(Stored items from a collection)
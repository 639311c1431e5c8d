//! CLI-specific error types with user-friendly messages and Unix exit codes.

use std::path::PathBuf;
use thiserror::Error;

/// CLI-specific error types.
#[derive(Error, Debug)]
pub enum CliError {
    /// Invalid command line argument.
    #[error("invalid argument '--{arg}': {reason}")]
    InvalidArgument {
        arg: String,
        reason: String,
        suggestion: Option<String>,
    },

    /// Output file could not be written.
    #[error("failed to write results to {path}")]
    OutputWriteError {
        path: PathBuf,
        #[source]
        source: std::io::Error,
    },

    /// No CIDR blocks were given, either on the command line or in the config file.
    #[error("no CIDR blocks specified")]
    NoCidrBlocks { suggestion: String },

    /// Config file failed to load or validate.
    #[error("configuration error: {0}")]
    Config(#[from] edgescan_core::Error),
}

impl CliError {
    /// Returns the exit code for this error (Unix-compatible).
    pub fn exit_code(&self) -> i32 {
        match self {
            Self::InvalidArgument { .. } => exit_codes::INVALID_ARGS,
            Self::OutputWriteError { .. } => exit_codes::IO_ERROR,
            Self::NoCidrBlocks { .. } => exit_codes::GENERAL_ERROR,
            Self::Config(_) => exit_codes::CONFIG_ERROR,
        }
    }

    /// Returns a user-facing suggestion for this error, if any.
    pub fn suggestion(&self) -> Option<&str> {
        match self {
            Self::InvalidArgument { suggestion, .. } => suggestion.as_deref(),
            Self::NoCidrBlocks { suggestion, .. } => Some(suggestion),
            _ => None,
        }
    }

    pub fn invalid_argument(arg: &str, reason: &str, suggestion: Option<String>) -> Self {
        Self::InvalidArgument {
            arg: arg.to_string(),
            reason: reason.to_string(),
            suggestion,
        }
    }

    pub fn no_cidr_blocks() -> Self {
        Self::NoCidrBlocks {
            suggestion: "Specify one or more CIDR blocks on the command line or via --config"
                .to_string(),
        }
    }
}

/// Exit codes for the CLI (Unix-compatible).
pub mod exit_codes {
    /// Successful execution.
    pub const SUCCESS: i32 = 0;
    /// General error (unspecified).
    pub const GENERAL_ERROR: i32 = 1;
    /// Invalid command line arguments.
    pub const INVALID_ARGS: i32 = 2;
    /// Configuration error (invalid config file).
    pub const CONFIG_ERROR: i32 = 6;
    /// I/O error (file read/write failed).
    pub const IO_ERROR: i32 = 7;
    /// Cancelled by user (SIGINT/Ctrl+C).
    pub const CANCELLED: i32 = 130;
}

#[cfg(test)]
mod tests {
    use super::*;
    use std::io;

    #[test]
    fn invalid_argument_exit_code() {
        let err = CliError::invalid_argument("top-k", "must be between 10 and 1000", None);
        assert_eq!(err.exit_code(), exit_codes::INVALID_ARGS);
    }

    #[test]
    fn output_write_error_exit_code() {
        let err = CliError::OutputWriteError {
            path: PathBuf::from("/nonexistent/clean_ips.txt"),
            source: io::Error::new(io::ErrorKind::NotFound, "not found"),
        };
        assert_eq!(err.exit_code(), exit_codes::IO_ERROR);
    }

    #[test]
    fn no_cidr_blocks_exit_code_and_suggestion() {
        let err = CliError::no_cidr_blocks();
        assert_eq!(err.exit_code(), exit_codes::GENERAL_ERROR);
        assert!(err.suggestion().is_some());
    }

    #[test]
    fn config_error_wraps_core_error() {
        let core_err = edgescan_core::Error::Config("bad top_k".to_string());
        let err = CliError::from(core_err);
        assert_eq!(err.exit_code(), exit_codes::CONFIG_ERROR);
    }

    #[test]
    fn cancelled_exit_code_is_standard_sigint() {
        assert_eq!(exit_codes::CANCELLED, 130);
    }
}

==

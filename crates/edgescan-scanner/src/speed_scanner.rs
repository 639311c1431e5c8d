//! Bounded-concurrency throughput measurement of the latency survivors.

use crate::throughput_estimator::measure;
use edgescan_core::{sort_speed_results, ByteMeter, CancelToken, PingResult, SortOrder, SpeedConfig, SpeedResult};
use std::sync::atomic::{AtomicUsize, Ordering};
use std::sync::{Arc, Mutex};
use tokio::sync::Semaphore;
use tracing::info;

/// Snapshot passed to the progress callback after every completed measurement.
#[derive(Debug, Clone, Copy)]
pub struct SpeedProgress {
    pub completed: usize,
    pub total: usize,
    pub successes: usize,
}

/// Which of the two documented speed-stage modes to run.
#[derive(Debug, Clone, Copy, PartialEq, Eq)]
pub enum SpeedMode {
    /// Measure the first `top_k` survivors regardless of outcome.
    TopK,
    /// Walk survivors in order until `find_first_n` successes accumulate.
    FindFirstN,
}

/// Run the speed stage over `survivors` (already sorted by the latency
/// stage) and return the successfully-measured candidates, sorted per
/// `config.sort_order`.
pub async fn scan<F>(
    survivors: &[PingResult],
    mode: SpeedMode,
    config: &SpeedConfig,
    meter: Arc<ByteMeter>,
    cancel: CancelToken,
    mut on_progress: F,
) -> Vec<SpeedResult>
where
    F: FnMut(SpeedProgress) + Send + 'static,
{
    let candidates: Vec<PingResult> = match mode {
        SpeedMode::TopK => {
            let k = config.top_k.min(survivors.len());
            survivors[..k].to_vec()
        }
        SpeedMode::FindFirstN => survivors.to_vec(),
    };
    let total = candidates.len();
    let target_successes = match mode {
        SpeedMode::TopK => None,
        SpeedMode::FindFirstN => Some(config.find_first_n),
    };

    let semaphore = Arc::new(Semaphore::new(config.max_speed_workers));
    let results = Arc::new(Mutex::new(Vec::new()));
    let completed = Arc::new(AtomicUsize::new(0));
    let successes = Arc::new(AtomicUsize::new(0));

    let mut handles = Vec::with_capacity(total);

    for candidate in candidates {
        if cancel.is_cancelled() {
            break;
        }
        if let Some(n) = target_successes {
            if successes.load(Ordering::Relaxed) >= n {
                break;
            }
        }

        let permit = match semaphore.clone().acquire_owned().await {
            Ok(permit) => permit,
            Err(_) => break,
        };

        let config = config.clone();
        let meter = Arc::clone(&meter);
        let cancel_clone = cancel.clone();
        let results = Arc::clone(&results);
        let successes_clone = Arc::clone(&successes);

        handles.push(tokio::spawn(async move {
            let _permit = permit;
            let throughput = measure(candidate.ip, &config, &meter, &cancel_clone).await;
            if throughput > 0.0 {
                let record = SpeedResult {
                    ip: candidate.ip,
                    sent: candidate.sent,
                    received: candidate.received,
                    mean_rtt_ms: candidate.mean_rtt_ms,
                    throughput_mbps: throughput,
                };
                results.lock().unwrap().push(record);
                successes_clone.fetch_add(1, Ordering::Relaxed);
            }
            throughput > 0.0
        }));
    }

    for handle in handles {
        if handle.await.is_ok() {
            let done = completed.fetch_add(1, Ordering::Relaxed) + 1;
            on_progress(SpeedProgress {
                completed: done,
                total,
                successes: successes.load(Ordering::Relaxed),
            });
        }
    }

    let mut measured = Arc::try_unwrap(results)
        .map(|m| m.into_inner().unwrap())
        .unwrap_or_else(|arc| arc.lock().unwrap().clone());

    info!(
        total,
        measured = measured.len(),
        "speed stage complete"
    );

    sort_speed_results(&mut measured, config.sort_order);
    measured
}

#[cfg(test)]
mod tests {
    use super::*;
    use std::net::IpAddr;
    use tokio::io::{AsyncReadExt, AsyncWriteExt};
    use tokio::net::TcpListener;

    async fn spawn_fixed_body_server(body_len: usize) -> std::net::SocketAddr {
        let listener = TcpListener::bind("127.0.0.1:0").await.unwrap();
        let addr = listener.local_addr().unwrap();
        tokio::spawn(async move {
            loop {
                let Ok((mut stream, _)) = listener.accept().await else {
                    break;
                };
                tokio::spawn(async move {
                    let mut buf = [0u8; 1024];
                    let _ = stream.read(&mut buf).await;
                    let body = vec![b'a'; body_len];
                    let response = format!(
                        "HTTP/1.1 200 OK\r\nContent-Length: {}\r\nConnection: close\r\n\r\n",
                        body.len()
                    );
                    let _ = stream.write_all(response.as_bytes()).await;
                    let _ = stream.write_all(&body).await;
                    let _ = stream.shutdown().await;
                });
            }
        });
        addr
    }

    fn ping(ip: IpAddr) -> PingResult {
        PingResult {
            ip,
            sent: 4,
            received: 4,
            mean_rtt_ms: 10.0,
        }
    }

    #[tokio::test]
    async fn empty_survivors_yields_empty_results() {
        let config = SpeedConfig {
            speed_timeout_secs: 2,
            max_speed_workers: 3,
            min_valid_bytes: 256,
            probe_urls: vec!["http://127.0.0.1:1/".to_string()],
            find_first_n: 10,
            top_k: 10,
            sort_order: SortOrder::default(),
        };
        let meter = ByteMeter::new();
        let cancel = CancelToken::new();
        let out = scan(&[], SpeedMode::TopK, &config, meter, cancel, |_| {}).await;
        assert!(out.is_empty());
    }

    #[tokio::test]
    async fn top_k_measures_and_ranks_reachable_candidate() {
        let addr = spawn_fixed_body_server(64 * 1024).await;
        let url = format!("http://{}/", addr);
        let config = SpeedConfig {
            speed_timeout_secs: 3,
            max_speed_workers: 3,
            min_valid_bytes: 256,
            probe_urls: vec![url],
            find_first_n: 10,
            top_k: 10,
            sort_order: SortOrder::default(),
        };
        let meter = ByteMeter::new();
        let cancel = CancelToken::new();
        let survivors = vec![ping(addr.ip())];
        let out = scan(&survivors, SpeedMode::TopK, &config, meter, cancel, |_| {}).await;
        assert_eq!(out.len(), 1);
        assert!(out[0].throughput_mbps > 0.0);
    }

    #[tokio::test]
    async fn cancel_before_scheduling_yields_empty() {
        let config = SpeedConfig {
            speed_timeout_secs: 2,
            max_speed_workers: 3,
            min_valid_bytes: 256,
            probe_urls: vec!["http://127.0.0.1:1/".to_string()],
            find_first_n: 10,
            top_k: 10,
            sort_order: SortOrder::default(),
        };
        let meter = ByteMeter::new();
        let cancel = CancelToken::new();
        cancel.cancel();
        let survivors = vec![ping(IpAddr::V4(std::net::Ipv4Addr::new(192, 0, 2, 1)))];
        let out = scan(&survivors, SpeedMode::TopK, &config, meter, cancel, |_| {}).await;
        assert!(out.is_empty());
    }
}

* _Exercise instructions_
What lines in the data above carry "SpeedResult"? Return them all.

* _Problem solution_
use edgescan_core::{sort_speed_results, ByteMeter, CancelToken, PingResult, SortOrder, SpeedConfig, SpeedResult};
) -> Vec<SpeedResult>
                let record = SpeedResult {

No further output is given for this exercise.